EXERCISE DETAILS - Pick the lines holding the string "POST" out of the records and copy them.

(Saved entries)
- - - - - - -

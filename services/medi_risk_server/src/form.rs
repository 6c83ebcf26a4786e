//! Browser form front-end.
//!
//! `GET /` serves the form with bounded numeric inputs pre-filled from
//! [`FIELDS`]; `POST /assess` runs the same predictor as `/predict` and
//! renders the errors or the risk message under the re-filled form.
//! The page is the `templates/index.html` minijinja template.

use crate::AppState;
use axum::extract::{Form, State};
use axum::http::StatusCode;
use axum::response::{Html, IntoResponse, Response};
use medi_risk::{FeatureSchema, PredictionOutcome, RawRecord, RiskLevel};
use minijinja::{context, Environment, Value};
use std::collections::HashMap;

/// Display label, default value and step for one form input.
#[derive(Debug, Clone, Copy)]
pub struct FieldWidget {
    pub name: &'static str,
    pub label: &'static str,
    pub default: &'static str,
    pub step: &'static str,
}

pub static FIELDS: [FieldWidget; 8] = [
    FieldWidget { name: "Pregnancies", label: "Pregnancies", default: "0", step: "1" },
    FieldWidget { name: "Glucose", label: "Glucose Level", default: "110", step: "1" },
    FieldWidget { name: "BloodPressure", label: "Blood Pressure", default: "80", step: "1" },
    FieldWidget { name: "SkinThickness", label: "Skin Thickness", default: "5", step: "1" },
    FieldWidget { name: "Insulin", label: "Insulin Level", default: "100", step: "1" },
    FieldWidget { name: "BMI", label: "BMI", default: "25.0", step: "0.1" },
    FieldWidget {
        name: "DiabetesPedigreeFunction",
        label: "Diabetes Pedigree Function",
        default: "0.000",
        step: "0.001",
    },
    FieldWidget { name: "Age", label: "Age", default: "40", step: "1" },
];

fn widget(name: &str) -> Option<&'static FieldWidget> {
    FIELDS.iter().find(|w| w.name == name)
}

/// Turn submitted form text into a raw record.
///
/// Blank inputs are left out so they report as missing; text that is not
/// a number (or is NaN) reports as non-numeric, and infinities are range
/// checked like any other value.
pub fn record_from_form(schema: &FeatureSchema, form: &HashMap<String, String>) -> RawRecord {
    let mut record = RawRecord::new();
    for feature in schema.features() {
        let Some(text) = form.get(feature.name).map(|s| s.trim()) else {
            continue;
        };
        if text.is_empty() {
            continue;
        }
        match text.parse::<f64>() {
            Ok(x) => record.insert_number(feature.name, x),
            Err(_) => record.insert(feature.name, text),
        }
    }
    record
}

/// Name of the page template in the environment built by [`templates`].
pub const INDEX_TEMPLATE: &str = "index.html";

/// Template environment for the form page; `.html` templates auto-escape.
pub fn templates() -> Result<Environment<'static>, minijinja::Error> {
    let mut env = Environment::new();
    env.add_template(INDEX_TEMPLATE, include_str!("../templates/index.html"))?;
    Ok(env)
}

/// Full page: the form filled from `values`, then the outcome if any.
pub fn render_page(
    env: &Environment<'_>,
    schema: &FeatureSchema,
    values: &HashMap<String, String>,
    outcome: Option<&PredictionOutcome>,
) -> Result<String, minijinja::Error> {
    let fields: Vec<Value> = schema
        .features()
        .iter()
        .map(|feature| {
            let widget = widget(feature.name);
            let value = values
                .get(feature.name)
                .map(String::as_str)
                .or_else(|| widget.map(|w| w.default))
                .unwrap_or("");
            context! {
                name => feature.name,
                label => widget.map_or(feature.name, |w| w.label),
                min => feature.min.to_string(),
                max => feature.max.to_string(),
                step => widget.map_or("any", |w| w.step),
                value => value,
            }
        })
        .collect();
    let level = outcome.and_then(PredictionOutcome::risk_level);
    let risk = level.map(|level| match level {
        RiskLevel::High => "high",
        RiskLevel::Low => "low",
    });
    env.get_template(INDEX_TEMPLATE)?.render(context! {
        fields => fields,
        errors => outcome.and_then(PredictionOutcome::errors),
        risk => risk,
        message => level.map(RiskLevel::message),
    })
}

fn page(status: StatusCode, rendered: Result<String, minijinja::Error>) -> Response {
    match rendered {
        Ok(body) => (status, Html(body)).into_response(),
        Err(e) => {
            log::error!("cannot render form page: {e}");
            StatusCode::INTERNAL_SERVER_ERROR.into_response()
        }
    }
}

pub async fn index(State(state): State<AppState>) -> Response {
    let rendered = render_page(
        &state.templates,
        state.predictor.schema(),
        &HashMap::new(),
        None,
    );
    page(StatusCode::OK, rendered)
}

pub async fn assess(
    State(state): State<AppState>,
    Form(form): Form<HashMap<String, String>>,
) -> Response {
    let schema = state.predictor.schema();
    let record = record_from_form(schema, &form);
    let outcome = state.predictor.predict(&record);
    log::info!("POST /assess -> {}", outcome.status.code());
    let status = StatusCode::from_u16(outcome.status.code()).unwrap_or(StatusCode::OK);
    page(
        status,
        render_page(&state.templates, schema, &form, Some(&outcome)),
    )
}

- - - - - - -

RESPONSE BELOW -
//! [`FIELDS`]; `POST /assess` runs the same predictor as `/predict` and
    log::info!("POST /assess -> {}", outcome.status.code());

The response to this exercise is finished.